Woo-hoo! The blog is up and running! It´s going to take me a while to backfill the entries from Tamarindo, Manuel Antonio, Monteverde, and La Fortuna. And I´m still figuring out how this all works, so bear with me while I get everything in order. In the meantime, I´ll entertain you with tales of spelunking.

For starters, the word "spelunk" is just about the funnest word ever. Use it three times in a sentence today! It´s fun for the whole family! So when my travelbuddy Julia suggested we take a spelunking trip through some rainforest caves, I was all over it. Our guide Guillermo ("Memo" to his friends) picked us up and drove us out to the cave site, stopping briefly at his house to pick up boots and towels. On the 45-minute journey out there, he showed us a promo video depicting people slogging through cave tunnels and sloshing through water, which was meant to serve several purposes. First, here´s a taste of what you´ll be doing. Anyone with bad knees or fear or bats need not continue. Second, check out these great pics you can get from our photographer! Third, seriously, we really don´t want you to schelp your camera around in the muck, you´re much better off letting us handle the pics. OK, point taken. Julia and I agreed to split the $20 fee and share the CD between the two of us.

Sliding on our boots (mmmmm, like slippery bowling shoes!) and helmets with attached flashlight (I´m sure there´s some ridiculously technical term for this device) and feeling ever-so-sexy, we splashed off through the rain to the cave entrance. After double-checking that none of us had any bat phobias, Memo led us into the cavern. The next two hours were filled with scrambling over slippery rocks, wading waist-high through a rushing underwater river, checking out the bats and spiders and other creepy critters, and having an absolutely marvelously muddy time.

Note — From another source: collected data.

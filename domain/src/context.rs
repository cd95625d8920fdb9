//! Execution context — the trusted identity bundle for a task
//!
//! Constructed once per task and threaded through every tool call. The
//! context is the authority on *who* is acting; any `agent_id` the model
//! writes into tool arguments is untrusted input checked against it.

use serde::{Deserialize, Serialize};
use thiserror::Error;
use uuid::Uuid;

/// Identity spoofing detected in a tool call.
///
/// This is a security violation, not a permission failure: the model
/// claimed to act as a different agent than the one the task runs for.
/// It fails closed and is logged distinctly from ordinary denials.
#[derive(Error, Debug, Clone, PartialEq, Eq)]
#[error(
    "tool call claimed agent identity '{claimed}' but the task executes as '{actual}' (correlation {correlation_id})"
)]
pub struct SecurityViolation {
    pub claimed: String,
    pub actual: String,
    pub correlation_id: String,
}

/// Trusted identity and correlation bundle for one task execution.
#[derive(Debug, Clone, Serialize, Deserialize)]
pub struct ExecutionContext {
    /// The agent the task executes as
    pub agent_id: String,
    /// The agent's organization
    pub organization_id: String,
    /// Correlates every log line and tool call of this task
    pub correlation_id: String,
}

impl ExecutionContext {
    /// Create a context with a fresh correlation id.
    pub fn new(agent_id: impl Into<String>, organization_id: impl Into<String>) -> Self {
        Self {
            agent_id: agent_id.into(),
            organization_id: organization_id.into(),
            correlation_id: Uuid::new_v4().to_string(),
        }
    }

    /// Create a context with an explicit correlation id (e.g. from an
    /// upstream request).
    pub fn with_correlation(
        agent_id: impl Into<String>,
        organization_id: impl Into<String>,
        correlation_id: impl Into<String>,
    ) -> Self {
        Self {
            agent_id: agent_id.into(),
            organization_id: organization_id.into(),
            correlation_id: correlation_id.into(),
        }
    }

    /// Verify an agent identity claimed inside tool arguments.
    ///
    /// Absent claims are fine (the context supplies the identity); a
    /// present claim must match exactly or the call fails closed.
    pub fn verify_claimed_agent(&self, claimed: Option<&str>) -> Result<(), SecurityViolation> {
        match claimed {
            None => Ok(()),
            Some(id) if id == self.agent_id => Ok(()),
            Some(id) => Err(SecurityViolation {
                claimed: id.to_string(),
                actual: self.agent_id.clone(),
                correlation_id: self.correlation_id.clone(),
            }),
        }
    }
}
//! Colleague roster tool

use agentry_application::ports::directory::DirectoryPort;
use agentry_application::ports::tool_handler::ToolHandler;
use agentry_domain::{ExecutionContext, ToolDefinition, ToolError, empty_object_schema};
use async_trait::async_trait;
use serde_json::{Value, json};
use std::collections::HashMap;
use std::sync::Arc;

/// `list_colleagues` — the other agents of the caller's organization, with
/// their team membership. The caller itself is not listed.
pub struct ListColleaguesTool {
    directory: Arc<dyn DirectoryPort>,
}

impl ListColleaguesTool {
    pub fn new(directory: Arc<dyn DirectoryPort>) -> Self {
        Self { directory }
    }
}

#[async_trait]
impl ToolHandler for ListColleaguesTool {
    fn definition(&self) -> ToolDefinition {
        ToolDefinition::new(
            "list_colleagues",
            "List the other agents in your organization and the team each belongs to.",
        )
        .with_schema(empty_object_schema())
    }

    async fn call(
        &self,
        ctx: &ExecutionContext,
        _arguments: &HashMap<String, Value>,
    ) -> Result<Value, ToolError> {
        let agents = self
            .directory
            .list_agents(&ctx.organization_id)
            .await
            .map_err(|e| ToolError::execution_failed(e.to_string()))?;

        let mut lines = Vec::new();
        let mut roster = Vec::new();
        for agent in agents {
            if agent.id == ctx.agent_id {
                continue;
            }
            let team = match &agent.team_id {
                Some(team_id) => {
                    let team = self
                        .directory
                        .get_team(team_id)
                        .await
                        .map_err(|e| ToolError::execution_failed(e.to_string()))?;
                    Some(team.name)
                }
                None => None,
            };
            lines.push(match &team {
                Some(team_name) => format!("{} ({}) — team {}", agent.name, agent.id, team_name),
                None => format!("{} ({}) — no team", agent.name, agent.id),
            });
            roster.push(json!({
                "agent_id": agent.id,
                "name": agent.name,
                "team": team,
            }));
        }

        let content = if lines.is_empty() {
            "You have no colleagues in your organization.".to_string()
        } else {
            lines.join("\n")
        };
        Ok(json!({ "content": content, "colleagues": roster }))
    }
}
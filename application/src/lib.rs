//! Application layer for agentry
//!
//! This crate contains the use cases and the ports they depend on.
//! Implementations of the ports (adapters) live in the infrastructure
//! layer; the domain layer stays free of I/O concerns.
//!
//! The two long-lived services here — the [`CapabilityRegistry`] and the
//! [`WorkspaceService`] — are explicitly constructed and injected into the
//! task loop rather than reached through globals, so tests get per-instance
//! isolation.

pub mod ports;
pub mod registry;
pub mod use_cases;
pub mod workspace;

#[cfg(test)]
pub(crate) mod test_support;

// Re-export commonly used types
pub use ports::{
    chat_backend::{BackendError, BackendResponse, ChatBackendPort, ChatOptions, ChatRequest},
    directory::{DirectoryError, DirectoryPort},
    storage::{StorageEntry, StorageError, StoragePort},
    tool_handler::ToolHandler,
};
pub use registry::{CapabilityRegistry, RegistryError};
pub use use_cases::process_task::{
    DEFAULT_MAX_ITERATIONS, ProcessTaskError, ProcessTaskInput, ProcessTaskUseCase, TaskLoopConfig,
    TaskOutcome, TaskStatus,
};
pub use workspace::{DEFAULT_HANDLE_TTL, WorkspaceConfig, WorkspaceService};
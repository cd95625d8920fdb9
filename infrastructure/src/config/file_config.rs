//! Raw TOML configuration data types
//!
//! These structs represent the exact structure of the config file. They are
//! deserialized directly and converted into the application-layer config
//! types through the accessor methods at the bottom.

use agentry_application::ports::chat_backend::ChatOptions;
use agentry_application::use_cases::process_task::{DEFAULT_MAX_ITERATIONS, TaskLoopConfig};
use agentry_application::workspace::{DEFAULT_HANDLE_TTL, WorkspaceConfig};
use serde::{Deserialize, Serialize};
use std::time::Duration;

/// Complete file configuration (raw TOML structure).
#[derive(Debug, Clone, Default, Serialize, Deserialize)]
#[serde(default)]
pub struct FileConfig {
    /// Active backend selection and generation options
    pub backend: FileBackendConfig,
    /// Per-provider connection settings
    pub providers: FileProvidersConfig,
    /// Task loop settings
    pub task: FileTaskConfig,
    /// Workspace storage settings
    pub workspace: FileWorkspaceConfig,
    /// Directory file location
    pub directory: FileDirectoryConfig,
}

impl FileConfig {
    /// Issues a human reviewing the config should see. Empty means clean.
    pub fn validate(&self) -> Vec<String> {
        let mut issues = Vec::new();
        if self
            .backend
            .provider
            .parse::<crate::providers::ProviderKind>()
            .is_err()
        {
            issues.push(format!(
                "backend.provider: unknown value '{}', expected openai, anthropic, or gemini",
                self.backend.provider
            ));
        }
        if self.backend.model.is_empty() {
            issues.push("backend.model: no model configured".to_string());
        }
        if self.task.max_iterations == 0 {
            issues.push("task.max_iterations: must be at least 1".to_string());
        }
        if self.workspace.handle_ttl_secs == 0 {
            issues.push("workspace.handle_ttl_secs: must be positive".to_string());
        }
        issues
    }

    pub fn task_loop_config(&self) -> TaskLoopConfig {
        TaskLoopConfig {
            max_iterations: self.task.max_iterations,
            backend_timeout: Duration::from_secs(self.task.backend_timeout_secs),
            options: ChatOptions {
                model: self.backend.model.clone(),
                max_tokens: self.backend.max_tokens,
                temperature: self.backend.temperature,
            },
        }
    }

    pub fn workspace_config(&self) -> WorkspaceConfig {
        WorkspaceConfig {
            handle_ttl: Duration::from_secs(self.workspace.handle_ttl_secs),
            sweep_interval: Duration::from_secs(self.workspace.sweep_interval_secs),
        }
    }
}

/// `[backend]` — which provider runs tasks and with what options.
#[derive(Debug, Clone, Serialize, Deserialize)]
#[serde(default)]
pub struct FileBackendConfig {
    /// Provider name: "openai", "anthropic", or "gemini"
    pub provider: String,
    /// Model identifier passed through to the provider
    pub model: String,
    pub max_tokens: u32,
    pub temperature: f32,
}

impl Default for FileBackendConfig {
    fn default() -> Self {
        Self {
            provider: "anthropic".to_string(),
            model: "claude-sonnet-4-20250514".to_string(),
            max_tokens: 4096,
            temperature: 0.2,
        }
    }
}

/// `[providers]` — connection settings per provider.
#[derive(Debug, Clone, Default, Serialize, Deserialize)]
#[serde(default)]
pub struct FileProvidersConfig {
    pub openai: FileOpenAiConfig,
    pub anthropic: FileAnthropicConfig,
    pub gemini: FileGeminiConfig,
}

/// OpenAI API provider configuration.
#[derive(Debug, Clone, Serialize, Deserialize)]
#[serde(default)]
pub struct FileOpenAiConfig {
    /// Environment variable name for the API key (default: "OPENAI_API_KEY").
    pub api_key_env: String,
    /// Direct API key (not recommended — use env var instead).
    pub api_key: Option<String>,
    pub base_url: String,
}

impl Default for FileOpenAiConfig {
    fn default() -> Self {
        Self {
            api_key_env: "OPENAI_API_KEY".to_string(),
            api_key: None,
            base_url: "https://api.openai.com/v1".to_string(),
        }
    }
}

/// Anthropic API provider configuration.
#[derive(Debug, Clone, Serialize, Deserialize)]
#[serde(default)]
pub struct FileAnthropicConfig {
    /// Environment variable name for the API key (default: "ANTHROPIC_API_KEY").
    pub api_key_env: String,
    /// Direct API key (not recommended — use env var instead).
    pub api_key: Option<String>,
    pub base_url: String,
    /// Anthropic API version header.
    pub api_version: String,
}

impl Default for FileAnthropicConfig {
    fn default() -> Self {
        Self {
            api_key_env: "ANTHROPIC_API_KEY".to_string(),
            api_key: None,
            base_url: "https://api.anthropic.com".to_string(),
            api_version: "2023-06-01".to_string(),
        }
    }
}

/// Gemini API provider configuration.
#[derive(Debug, Clone, Serialize, Deserialize)]
#[serde(default)]
pub struct FileGeminiConfig {
    /// Environment variable name for the API key (default: "GEMINI_API_KEY").
    pub api_key_env: String,
    /// Direct API key (not recommended — use env var instead).
    pub api_key: Option<String>,
    pub base_url: String,
}

impl Default for FileGeminiConfig {
    fn default() -> Self {
        Self {
            api_key_env: "GEMINI_API_KEY".to_string(),
            api_key: None,
            base_url: "https://generativelanguage.googleapis.com/v1beta".to_string(),
        }
    }
}

/// `[task]` — loop policy constants.
#[derive(Debug, Clone, Serialize, Deserialize)]
#[serde(default)]
pub struct FileTaskConfig {
    pub max_iterations: usize,
    pub backend_timeout_secs: u64,
}

impl Default for FileTaskConfig {
    fn default() -> Self {
        Self {
            max_iterations: DEFAULT_MAX_ITERATIONS,
            backend_timeout_secs: 120,
        }
    }
}

/// `[workspace]` — storage root and handle lifetimes.
#[derive(Debug, Clone, Serialize, Deserialize)]
#[serde(default)]
pub struct FileWorkspaceConfig {
    /// Root directory for workspace storage
    pub root: String,
    pub handle_ttl_secs: u64,
    pub sweep_interval_secs: u64,
}

impl Default for FileWorkspaceConfig {
    fn default() -> Self {
        Self {
            root: "./workspace".to_string(),
            handle_ttl_secs: DEFAULT_HANDLE_TTL.as_secs(),
            sweep_interval_secs: 60,
        }
    }
}

/// `[directory]` — where the organization/team/agent records live.
#[derive(Debug, Clone, Serialize, Deserialize)]
#[serde(default)]
pub struct FileDirectoryConfig {
    pub path: String,
}

impl Default for FileDirectoryConfig {
    fn default() -> Self {
        Self {
            path: "./directory.toml".to_string(),
        }
    }
}
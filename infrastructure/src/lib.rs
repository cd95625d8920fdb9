//! Infrastructure layer for agentry
//!
//! This crate contains adapters that implement the ports defined in the
//! application layer: the three provider backends, storage and directory
//! adapters, the built-in tool handlers, and configuration file loading.

pub mod config;
pub mod directory;
pub mod providers;
pub mod storage;
pub mod tools;

// Re-export commonly used types
pub use config::{ConfigError, ConfigLoader, FileConfig, build_backend};
pub use directory::{DirectoryFile, DirectoryLoadError, InMemoryDirectory};
pub use providers::{
    AnthropicBackend, AnthropicConfig, GeminiBackend, GeminiConfig, OpenAiBackend, OpenAiConfig,
    ProviderKind,
};
pub use storage::{LocalStorage, MemoryStorage};
pub use tools::register_builtin_tools;
//! Built-in tool handlers
//!
//! Executors for the default tool catalog: the five workspace file tools
//! plus the colleague-roster lookup. Whether a given agent may actually
//! invoke one of these is decided by the permission resolver at dispatch
//! time, not here.

mod roster;
mod workspace;

pub use roster::ListColleaguesTool;
pub use workspace::{
    DeleteFileTool, ListFoldersTool, ReadFileTool, StatFileTool, WriteFileTool,
};

use agentry_application::ports::directory::DirectoryPort;
use agentry_application::registry::{CapabilityRegistry, RegistryError};
use agentry_application::workspace::WorkspaceService;
use std::sync::Arc;

/// Register every built-in tool on a registry.
pub fn register_builtin_tools(
    registry: &CapabilityRegistry,
    workspace: Arc<WorkspaceService>,
    directory: Arc<dyn DirectoryPort>,
) -> Result<(), RegistryError> {
    registry.register(Arc::new(ListFoldersTool::new(workspace.clone())))?;
    registry.register(Arc::new(ReadFileTool::new(workspace.clone())))?;
    registry.register(Arc::new(WriteFileTool::new(workspace.clone())))?;
    registry.register(Arc::new(DeleteFileTool::new(workspace.clone())))?;
    registry.register(Arc::new(StatFileTool::new(workspace)))?;
    registry.register(Arc::new(ListColleaguesTool::new(directory)))?;
    Ok(())
}

#[cfg(test)]
mod tests {
    use super::*;
    use crate::directory::InMemoryDirectory;
    use crate::storage::MemoryStorage;
    use agentry_application::workspace::WorkspaceConfig;
    use agentry_domain::Organization;

    #[test]
    fn test_builtin_registration_covers_the_default_catalog() {
        let directory = Arc::new(
            InMemoryDirectory::new().with_organization(Organization::new("org-1", "Acme")),
        );
        let workspace = Arc::new(WorkspaceService::new(
            Arc::new(MemoryStorage::new()),
            directory.clone(),
            WorkspaceConfig::default(),
        ));

        let registry = CapabilityRegistry::new();
        register_builtin_tools(&registry, workspace, directory).unwrap();

        assert_eq!(
            registry.list(),
            vec![
                "delete_file",
                "list_colleagues",
                "list_folders",
                "read_file",
                "stat_file",
                "write_file",
            ]
        );
    }
}
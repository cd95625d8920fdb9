//! Tool handler port
//!
//! The executable side of a capability. Handlers receive the trusted
//! [`ExecutionContext`] with every call and must never derive identity from
//! model-supplied arguments.

use agentry_domain::{ExecutionContext, ToolDefinition, ToolError};
use async_trait::async_trait;
use std::collections::HashMap;

/// Interface for executable tool capabilities.
#[async_trait]
pub trait ToolHandler: Send + Sync {
    /// Canonical definition advertised to models.
    fn definition(&self) -> ToolDefinition;

    /// Execute the tool with validated-by-schema arguments.
    ///
    /// The returned value's `content` (or `message`) field becomes the
    /// primary text folded into conversation history.
    async fn call(
        &self,
        ctx: &ExecutionContext,
        arguments: &HashMap<String, serde_json::Value>,
    ) -> Result<serde_json::Value, ToolError>;
}
//! Workspace domain types
//!
//! Folder scopes, the scope permission matrix, and listing value objects.
//! The access *service* (handle cache, storage calls) lives in the
//! application layer; this module holds the pure rules it enforces.

pub mod entities;
pub mod error;
pub mod scope;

Julia got the photo CD, so you´ll have to wait till she gets back to Miami and sends me the pics for the evidence, but trust me when I say that this was one of the most fun tours we´ve done so far. The "Totally ´80s" videos on the ride home brought out some hilarious commentary from our spelunk-mates... my favorite being "Yeah, they´re the one-hit wonder band without the one hit." Good times, good times.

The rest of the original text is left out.